Kobra não se rotula em termos de religião. “Meu posicionamento está relacionado a Jesus Cristo, em suas palavras, mandamentos, conduta, ética; enfim, em Seu legado. É isso que conduz minha carreira, minha vida, meu relacionamento familiar e meus princípios de vida”, sustenta.

Além de “Jesus”, Kobra pintou o mural “A Mão de Deus”, o primeiro com a temática cristã, no Minhocão, em São Paulo. “Durante a pandemia, tive uma filha que nasceu e morreu 12 horas depois. Foi um momento muito duro, triste. Entrei em depressão profunda, senti muita angústia. Eu não consegui mais sair de casa, pintar, trabalhar. Tudo ficou escuro. Me senti naufragando e tive que declinar de várias possibilidades de trabalho devido ao meu estado emocional e psicológico”, revela.

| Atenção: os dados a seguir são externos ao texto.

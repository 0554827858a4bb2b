//! Audio playback to speakers

use std::io::Cursor;
use std::sync::Arc;
use std::sync::atomic::{AtomicBool, AtomicUsize, Ordering};
use std::time::{Duration, Instant};

use async_trait::async_trait;
use cpal::traits::{DeviceTrait, HostTrait, StreamTrait};
use cpal::{Device, SampleRate, StreamConfig};

use super::StopFlag;
use super::tts::{AudioFormat, SynthesizedAudio};
use crate::{Error, Result};

/// Sample rate for playback (matches common TTS output)
const PLAYBACK_SAMPLE_RATE: u32 = 24000;

/// Interval between completion/stop checks while playing
const PLAYBACK_POLL: Duration = Duration::from_millis(50);

/// Sink for synthesized speech
///
/// Not `Send`: cpal streams are bound to the thread that created them.
#[async_trait(?Send)]
pub trait AudioOutput {
    /// Play to completion, or until `stop` is raised
    ///
    /// # Errors
    ///
    /// Returns error if decoding or the output device fails
    async fn play(&mut self, audio: &SynthesizedAudio, stop: &StopFlag) -> Result<()>;
}

/// Plays audio to the default output device
pub struct AudioPlayback {
    device: Device,
    config: StreamConfig,
}

impl AudioPlayback {
    /// Create a new audio playback instance
    ///
    /// # Errors
    ///
    /// Returns error if audio device cannot be opened
    pub fn new() -> Result<Self> {
        let host = cpal::default_host();

        let device = host
            .default_output_device()
            .ok_or_else(|| Error::Audio("no output device available".to_string()))?;

        let supported_config = device
            .supported_output_configs()
            .map_err(|e| Error::Audio(e.to_string()))?
            .find(|c| {
                c.channels() == 1
                    && c.min_sample_rate() <= SampleRate(PLAYBACK_SAMPLE_RATE)
                    && c.max_sample_rate() >= SampleRate(PLAYBACK_SAMPLE_RATE)
            })
            .or_else(|| {
                // Fallback: try stereo
                device.supported_output_configs().ok()?.find(|c| {
                    c.channels() == 2
                        && c.min_sample_rate() <= SampleRate(PLAYBACK_SAMPLE_RATE)
                        && c.max_sample_rate() >= SampleRate(PLAYBACK_SAMPLE_RATE)
                })
            })
            .ok_or_else(|| Error::Audio("no suitable output config found".to_string()))?;

        let config = supported_config
            .with_sample_rate(SampleRate(PLAYBACK_SAMPLE_RATE))
            .config();

        tracing::debug!(
            device = device.name().unwrap_or_default(),
            sample_rate = PLAYBACK_SAMPLE_RATE,
            channels = config.channels,
            "audio playback initialized"
        );

        Ok(Self { device, config })
    }

    /// Play raw f32 samples
    ///
    /// # Errors
    ///
    /// Returns error if playback fails
    pub async fn play_samples(&mut self, samples: Vec<f32>, stop: &StopFlag) -> Result<()> {
        if samples.is_empty() {
            return Ok(());
        }

        let channels = usize::from(self.config.channels);
        let sample_count = samples.len();

        let samples = Arc::new(samples);
        let position = Arc::new(AtomicUsize::new(0));
        let finished = Arc::new(AtomicBool::new(false));

        let samples_cb = Arc::clone(&samples);
        let position_cb = Arc::clone(&position);
        let finished_cb = Arc::clone(&finished);

        let stream = self
            .device
            .build_output_stream(
                &self.config,
                move |data: &mut [f32], _: &cpal::OutputCallbackInfo| {
                    let mut pos = position_cb.load(Ordering::Relaxed);

                    for frame in data.chunks_mut(channels) {
                        let sample = samples_cb.get(pos).copied().unwrap_or_else(|| {
                            finished_cb.store(true, Ordering::Relaxed);
                            0.0
                        });

                        for out in frame.iter_mut() {
                            *out = sample;
                        }

                        if pos < samples_cb.len() {
                            pos += 1;
                        }
                    }

                    position_cb.store(pos, Ordering::Relaxed);
                },
                |err| {
                    tracing::error!(error = %err, "audio playback error");
                },
                None,
            )
            .map_err(|e| Error::Audio(e.to_string()))?;

        stream.play().map_err(|e| Error::Audio(e.to_string()))?;

        let duration_ms = (sample_count as u64 * 1000) / u64::from(PLAYBACK_SAMPLE_RATE);
        let start = Instant::now();
        let timeout = Duration::from_millis(duration_ms + 500);

        while !finished.load(Ordering::Relaxed) {
            if stop.is_raised() {
                tracing::info!("playback stopped");
                break;
            }
            if start.elapsed() > timeout {
                break;
            }
            tokio::time::sleep(PLAYBACK_POLL).await;
        }

        // Small delay to ensure audio finishes
        tokio::time::sleep(Duration::from_millis(100)).await;

        drop(stream);
        tracing::debug!(
            samples = sample_count,
            played = position.load(Ordering::Relaxed),
            "playback complete"
        );

        Ok(())
    }
}

#[async_trait(?Send)]
impl AudioOutput for AudioPlayback {
    async fn play(&mut self, audio: &SynthesizedAudio, stop: &StopFlag) -> Result<()> {
        stop.reset();
        let samples = decode(audio)?;
        self.play_samples(samples, stop).await
    }
}

/// Decode synthesized audio into mono f32 samples
///
/// # Errors
///
/// Returns error if the bytes are not valid for the declared format
pub fn decode(audio: &SynthesizedAudio) -> Result<Vec<f32>> {
    match audio.format {
        AudioFormat::Mp3 => decode_mp3(&audio.bytes),
        AudioFormat::Wav => decode_wav(&audio.bytes),
    }
}

/// Decode MP3 bytes to f32 samples
fn decode_mp3(mp3_data: &[u8]) -> Result<Vec<f32>> {
    let mut decoder = minimp3::Decoder::new(Cursor::new(mp3_data));
    let mut samples = Vec::new();

    loop {
        match decoder.next_frame() {
            Ok(frame) => {
                // Convert i16 samples to f32 and handle stereo to mono
                let frame_samples: Vec<f32> = if frame.channels == 2 {
                    frame
                        .data
                        .chunks(2)
                        .map(|chunk| {
                            let left = f32::from(chunk[0]) / 32768.0;
                            let right =
                                f32::from(chunk.get(1).copied().unwrap_or(chunk[0])) / 32768.0;
                            f32::midpoint(left, right)
                        })
                        .collect()
                } else {
                    frame.data.iter().map(|&s| f32::from(s) / 32768.0).collect()
                };

                samples.extend(frame_samples);
            }
            Err(minimp3::Error::Eof) => break,
            Err(e) => return Err(Error::Audio(format!("MP3 decode error: {e}"))),
        }
    }

    Ok(samples)
}

/// Decode WAV bytes to f32 samples, averaging channels down to mono
fn decode_wav(wav_data: &[u8]) -> Result<Vec<f32>> {
    let mut reader = hound::WavReader::new(Cursor::new(wav_data))
        .map_err(|e| Error::Audio(format!("WAV decode error: {e}")))?;
    let spec = reader.spec();
    let channels = usize::from(spec.channels.max(1));

    if spec.sample_rate != PLAYBACK_SAMPLE_RATE {
        tracing::debug!(
            sample_rate = spec.sample_rate,
            expected = PLAYBACK_SAMPLE_RATE,
            "WAV sample rate differs from output rate"
        );
    }

    let interleaved: Vec<f32> = match spec.sample_format {
        hound::SampleFormat::Float => reader
            .samples::<f32>()
            .collect::<std::result::Result<_, _>>()
            .map_err(|e| Error::Audio(format!("WAV decode error: {e}")))?,
        hound::SampleFormat::Int => {
            #[allow(clippy::cast_precision_loss)]
            let scale = (1_i64 << (spec.bits_per_sample.clamp(1, 32) - 1)) as f32;
            reader
                .samples::<i32>()
                .map(|s| s.map(|v| v as f32 / scale))
                .collect::<std::result::Result<_, _>>()
                .map_err(|e| Error::Audio(format!("WAV decode error: {e}")))?
        }
    };

    #[allow(clippy::cast_precision_loss)]
    let mono = interleaved
        .chunks(channels)
        .map(|frame| frame.iter().sum::<f32>() / frame.len() as f32)
        .collect();

    Ok(mono)
}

Mas foi buscando a palavra de Deus, se “aprofundando nos Evangelhos”, que ele pôde “ser curado” e retornar à “sua vida normal”. “Eu ainda estava lutando com isso quando eu pintei este mural, com 7 m de largura por 33 m de altura, no alto desse prédio”, conta o artista.  

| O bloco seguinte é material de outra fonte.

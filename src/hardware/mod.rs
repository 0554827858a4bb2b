//! Display hardware auto-probe
//!
//! The device ships with several possible panel wirings. At boot each
//! candidate is tried once, in order, and the first one that passes its
//! self-check is kept for the lifetime of the process. Failed candidates are
//! released before the next one is tried, so at most one panel ever holds
//! resources.

mod console;

use std::fmt;

use serde::Deserialize;

pub use console::{ConsoleDriver, ConsolePanel};

use crate::display::{Display, HeadlessDisplay};
use crate::idle::IdleSnapshot;
use crate::Result;

/// Pin number meaning "not wired"
pub const NO_PIN: i32 = -1;

/// SPI pin assignment for one panel wiring
#[derive(Debug, Clone, Copy, PartialEq, Eq, Deserialize)]
pub struct PinMap {
    pub sck: i32,
    pub mosi: i32,
    #[serde(default = "no_pin")]
    pub miso: i32,
    pub dc: i32,
    pub cs: i32,
    pub rst: i32,
    #[serde(default = "no_pin")]
    pub bl: i32,
}

const fn no_pin() -> i32 {
    NO_PIN
}

impl PinMap {
    /// Backlight pin, if one is wired
    #[must_use]
    pub const fn backlight(&self) -> Option<i32> {
        if self.bl >= 0 { Some(self.bl) } else { None }
    }
}

/// How a candidate panel is attached
#[derive(Debug, Clone, PartialEq, Eq, Deserialize)]
#[serde(tag = "kind", rename_all = "lowercase")]
pub enum PanelBus {
    /// Round SPI panel on the given bus
    Spi {
        #[serde(default)]
        bus: u8,
        #[serde(flatten)]
        pins: PinMap,
    },
    /// Text rendering on the controlling terminal
    Console,
}

/// One candidate hardware configuration
#[derive(Debug, Clone, PartialEq, Eq, Deserialize)]
pub struct WiringProfile {
    /// Human readable name, shown in probe logs
    pub label: String,
    #[serde(flatten)]
    pub bus: PanelBus,
}

impl WiringProfile {
    /// SPI candidate on bus 0
    #[must_use]
    pub fn spi(label: impl Into<String>, pins: PinMap) -> Self {
        Self {
            label: label.into(),
            bus: PanelBus::Spi { bus: 0, pins },
        }
    }

    /// Terminal candidate
    #[must_use]
    pub fn console(label: impl Into<String>) -> Self {
        Self {
            label: label.into(),
            bus: PanelBus::Console,
        }
    }

    /// Pin map for SPI candidates
    #[must_use]
    pub const fn pins(&self) -> Option<&PinMap> {
        match &self.bus {
            PanelBus::Spi { pins, .. } => Some(pins),
            PanelBus::Console => None,
        }
    }
}

impl fmt::Display for WiringProfile {
    fn fmt(&self, f: &mut fmt::Formatter<'_>) -> fmt::Result {
        match &self.bus {
            PanelBus::Spi { bus, pins } => write!(
                f,
                "{} (spi{bus} SCK={} MOSI={} DC={} CS={} RST={} BL={})",
                self.label, pins.sck, pins.mosi, pins.dc, pins.cs, pins.rst, pins.bl
            ),
            PanelBus::Console => write!(f, "{} (console)", self.label),
        }
    }
}

/// Built-in candidate list: the known round-panel wirings, then the terminal
#[must_use]
pub fn default_candidates() -> Vec<WiringProfile> {
    let spi = |label: &str, sck, mosi, dc, cs, rst, bl| {
        WiringProfile::spi(
            label,
            PinMap {
                sck,
                mosi,
                miso: NO_PIN,
                dc,
                cs,
                rst,
                bl,
            },
        )
    };

    vec![
        spi("S3-Round(1)", 36, 35, 7, 6, 5, 10),
        spi("XiaoZhi-like", 12, 11, 9, 10, 8, 14),
        spi("S3-Dev-Alt", 40, 41, 38, 39, 42, 45),
        spi("S3-HiPins", 48, 47, 38, 39, 40, 45),
        WiringProfile::console("Console"),
    ]
}

/// An initialized panel
pub trait Panel: Display {
    /// Verify the panel responds; must succeed before the panel is used
    ///
    /// # Errors
    ///
    /// Returns error if the panel does not answer
    fn self_check(&mut self) -> Result<()>;
}

/// Hardware access used by the probe
pub trait PanelDriver {
    /// Drive the panel's power/backlight rail
    ///
    /// # Errors
    ///
    /// Returns error if the rail cannot be driven
    fn set_power(&mut self, profile: &WiringProfile, on: bool) -> Result<()>;

    /// Construct a panel for the candidate
    ///
    /// # Errors
    ///
    /// Returns error if the bus cannot be opened for this wiring
    fn open(&mut self, profile: &WiringProfile) -> Result<Box<dyn Panel>>;

    /// Free anything still held for a rejected candidate
    fn release(&mut self, profile: &WiringProfile);
}

/// The selected wiring and its live panel
pub struct ActiveDisplay {
    pub profile: WiringProfile,
    panel: Box<dyn Panel>,
}

impl fmt::Debug for ActiveDisplay {
    fn fmt(&self, f: &mut fmt::Formatter<'_>) -> fmt::Result {
        f.debug_struct("ActiveDisplay")
            .field("profile", &self.profile)
            .finish_non_exhaustive()
    }
}

impl Display for ActiveDisplay {
    fn draw_boot(&mut self, message: &str) {
        self.panel.draw_boot(message);
    }

    fn draw_idle(&mut self, snapshot: &IdleSnapshot) {
        self.panel.draw_idle(snapshot);
    }

    fn draw_chat(&mut self, user_text: &str, assistant_text: &str) {
        self.panel.draw_chat(user_text, assistant_text);
    }
}

/// Result of the boot probe
#[derive(Debug)]
pub enum ProbeOutcome {
    Found(ActiveDisplay),
    NotFound,
}

impl ProbeOutcome {
    /// Selected profile, if any
    #[must_use]
    pub const fn profile(&self) -> Option<&WiringProfile> {
        match self {
            Self::Found(active) => Some(&active.profile),
            Self::NotFound => None,
        }
    }

    /// Turn the outcome into something drawable, headless when nothing was found
    #[must_use]
    pub fn into_display(self) -> (Option<WiringProfile>, Box<dyn Display>) {
        match self {
            Self::Found(active) => (Some(active.profile.clone()), Box::new(active)),
            Self::NotFound => (None, Box::new(HeadlessDisplay)),
        }
    }
}

/// Try each candidate once, in order, keeping the first that initializes
pub fn select_wiring(driver: &mut dyn PanelDriver, candidates: &[WiringProfile]) -> ProbeOutcome {
    tracing::info!(candidates = candidates.len(), "probing display wiring");

    for profile in candidates {
        match try_candidate(driver, profile) {
            Ok(panel) => {
                tracing::info!(profile = %profile, "display initialized");
                return ProbeOutcome::Found(ActiveDisplay {
                    profile: profile.clone(),
                    panel,
                });
            }
            Err(e) => {
                driver.release(profile);
                tracing::debug!(profile = %profile, error = %e, "display candidate failed");
            }
        }
    }

    tracing::warn!("no display candidate worked, continuing headless");
    ProbeOutcome::NotFound
}

fn try_candidate(driver: &mut dyn PanelDriver, profile: &WiringProfile) -> Result<Box<dyn Panel>> {
    driver.set_power(profile, false)?;
    let mut panel = driver.open(profile)?;
    panel.self_check()?;
    driver.set_power(profile, true)?;
    Ok(panel)
}

#[cfg(test)]
mod tests {
    use super::*;

    #[test]
    fn test_default_candidates_end_with_console() {
        let candidates = default_candidates();
        assert_eq!(candidates.len(), 5);
        assert_eq!(candidates[0].label, "S3-Round(1)");
        assert_eq!(candidates.last().unwrap().bus, PanelBus::Console);
    }

    #[test]
    fn test_backlight_pin() {
        let candidates = default_candidates();
        assert_eq!(candidates[1].pins().unwrap().backlight(), Some(14));

        let mut pins = *candidates[1].pins().unwrap();
        pins.bl = NO_PIN;
        assert_eq!(pins.backlight(), None);
    }

    #[test]
    fn test_profile_from_toml() {
        #[derive(Deserialize)]
        struct Wrapper {
            candidates: Vec<WiringProfile>,
        }

        let parsed: Wrapper = toml::from_str(
            r#"
            [[candidates]]
            label = "Bench"
            kind = "spi"
            bus = 1
            sck = 12
            mosi = 11
            dc = 9
            cs = 10
            rst = 8

            [[candidates]]
            label = "Term"
            kind = "console"
            "#,
        )
        .unwrap();

        assert_eq!(parsed.candidates.len(), 2);
        let pins = parsed.candidates[0].pins().unwrap();
        assert_eq!(pins.miso, NO_PIN);
        assert_eq!(pins.backlight(), None);
        assert_eq!(parsed.candidates[1].bus, PanelBus::Console);
    }
}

O processo de criação de Kobra, um ativista da paz, se dá também no campo da renúncia. “Jesus é minha fonte de inspiração. Eu tinha uma vida diferente antes de ter essa aproximação com os Evangelhos. Percebi que poderia ser artista e não me envolver com drogas e bebidas, que poderia ter uma esposa, ser fiel a ela, ter filho, que é o Pedrinho, hoje com 8 anos. Independentemente das aflições, das dificuldades, da dor, do sofrimento, resolvi seguir as palavras de Jesus e tenho Ele como meu guia. Essa foi minha melhor decisão de vida”, comenta Kobra.

Pertencimento, representatividade, respeito, tolerância e coexistência são temas recorrentes nos murais dele. “Um deles está na Igreja do Calvário, na praça Benedito Calixto, em São Paulo. É um mural com crianças de várias religiões juntas. Acho fundamental respeitar os posicionamentos das pessoas, mas acredito que nós, muito mais do que falar, temos que agir. Tenho obrigação de respeitar a Deus, e falar Seu nome é uma grande responsabilidade. É preciso ser sal na terra e fazer algo diferente. E, para esse diferente, eu só encontro inspiração na palavra de Deus”, observa.

Criar é a grande paixão de Kobra. “A arte tem o poder de transformar as cidades, o país, mas também quem a faz e todos que têm contato com ela”. Pergunto qual seu sonho. “Meu trabalho está conectado aos meus valores, e ele não existe sem a mensagem, sem significado, sem propósito. Tudo isso está refletido em meus murais. Mas a materialização desse posicionamento está na criação do Instituto Kobra, sem fins lucrativos”, conta.

O artista já conseguiu a concessão, durante 20 anos, de um espaço de 8.000 m² na cidade de Itu. “Lá eu tenho o meu ateliê, aberto ao público. O instituto já está atuando de forma remota, e já fizemos várias ações pelo país. A ideia é a transformação através da arte, utilizá-la para ajuda humanitária e solidariedade de todas as formas. A próxima etapa é a construção da sede do instituto nesse espaço. Estou buscando apoio para transformar esse esboço em arte final”, finaliza Kobra.